I could crack a few good jokes here, but I'll refrain. Instead, in the spirit of the season, I'll simply say, if that comment reflects your feelings too, dear reader, do I have the book for you!

It Chronicles a series of events and circumstances that would seem to have been conspicuously effected by divine intervention, but the name "G-d" is never mentioned. And yet, it is one of the twenty-four books of the Holy Scripture! Did you figure it out yet?

If that comment reflects your feelings too, dear reader, do I have the book for you!
That's right. The Scroll of Esther, read publicly evening and morning on the festival of  Purim.

"Even if G-d is not in the text, He can never be removed from the picture!"

Many reasons have been offered to explain this anomaly.
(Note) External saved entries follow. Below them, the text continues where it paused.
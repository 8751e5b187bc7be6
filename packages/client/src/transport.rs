//! WebSocket transport to the relay.

use std::time::Duration;

use futures_util::SinkExt;
use hiroba_server::infrastructure::dto::websocket::{ClientCommand, ServerEvent};
use tokio::net::TcpStream;
use tokio_tungstenite::{
    MaybeTlsStream, WebSocketStream, connect_async, tungstenite::protocol::Message,
};

use crate::error::ClientError;

pub type RelayStream = WebSocketStream<MaybeTlsStream<TcpStream>>;

/// What a received frame means to the client
#[derive(Debug, PartialEq, Eq)]
pub enum Incoming {
    Event(ServerEvent),
    /// Control frames, binary frames and unrecognized payloads
    Ignored,
    Closed,
}

/// Open a connection, giving up after `timeout`
pub async fn open(url: &str, timeout: Duration) -> Result<RelayStream, ClientError> {
    match tokio::time::timeout(timeout, connect_async(url)).await {
        Ok(Ok((stream, _response))) => Ok(stream),
        Ok(Err(e)) => Err(ClientError::ConnectionError(e.to_string())),
        Err(_) => Err(ClientError::ConnectionError(format!(
            "connecting to {} timed out",
            url
        ))),
    }
}

/// Classify a received frame
pub fn decode(message: Message) -> Incoming {
    match message {
        Message::Text(text) => match ServerEvent::parse(text.as_str()) {
            Some(event) => Incoming::Event(event),
            None => {
                tracing::warn!("Ignoring unrecognized payload: {}", text.as_str());
                Incoming::Ignored
            }
        },
        Message::Close(frame) => {
            tracing::info!("Relay closed the connection: {:?}", frame);
            Incoming::Closed
        }
        _ => Incoming::Ignored,
    }
}

/// Send a chat command
pub async fn send_chat(stream: &mut RelayStream, content: &str) -> Result<(), ClientError> {
    let json = ClientCommand::chat(content).to_json()?;
    stream
        .send(Message::text(json))
        .await
        .map_err(|e| ClientError::ConnectionError(e.to_string()))
}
Among them: perhaps Esther was concerned that her book would not be accepted as Holy Scripture. Or that when the Persians translated it for their official annals, they would substitute the name of one of their deities.

But it goes deeper. A main motif of the Scroll of Esther, the Megillah, is disguise - things not being what they seem to be. Even the name "Esther" in Hebrew connotes hiddenness and invokes the theme of G-d's concealment from us: " Anochi hastir astir panai" - "I shall surely hide My face."1

This is certainly appropriate, as one of the striking things about the incredible succession of events is how easily (for a biblical book) they could be rationalized as a series of natural coincidences. Indeed, with the exception of Esther and Mordechai, it took years until people gained enough perspective to realize the extraordinary extent of G-d's involvement.

So, just because you don't see Him or recognize Him or think of Him, it doesn't mean He is not there. That is why in this case I didn't mind re-writing the article. The bottom line is: even if G-d is not in the text, He can never be removed from the picture!

Reprinted with permission from


  • 1. Deut. 31:18.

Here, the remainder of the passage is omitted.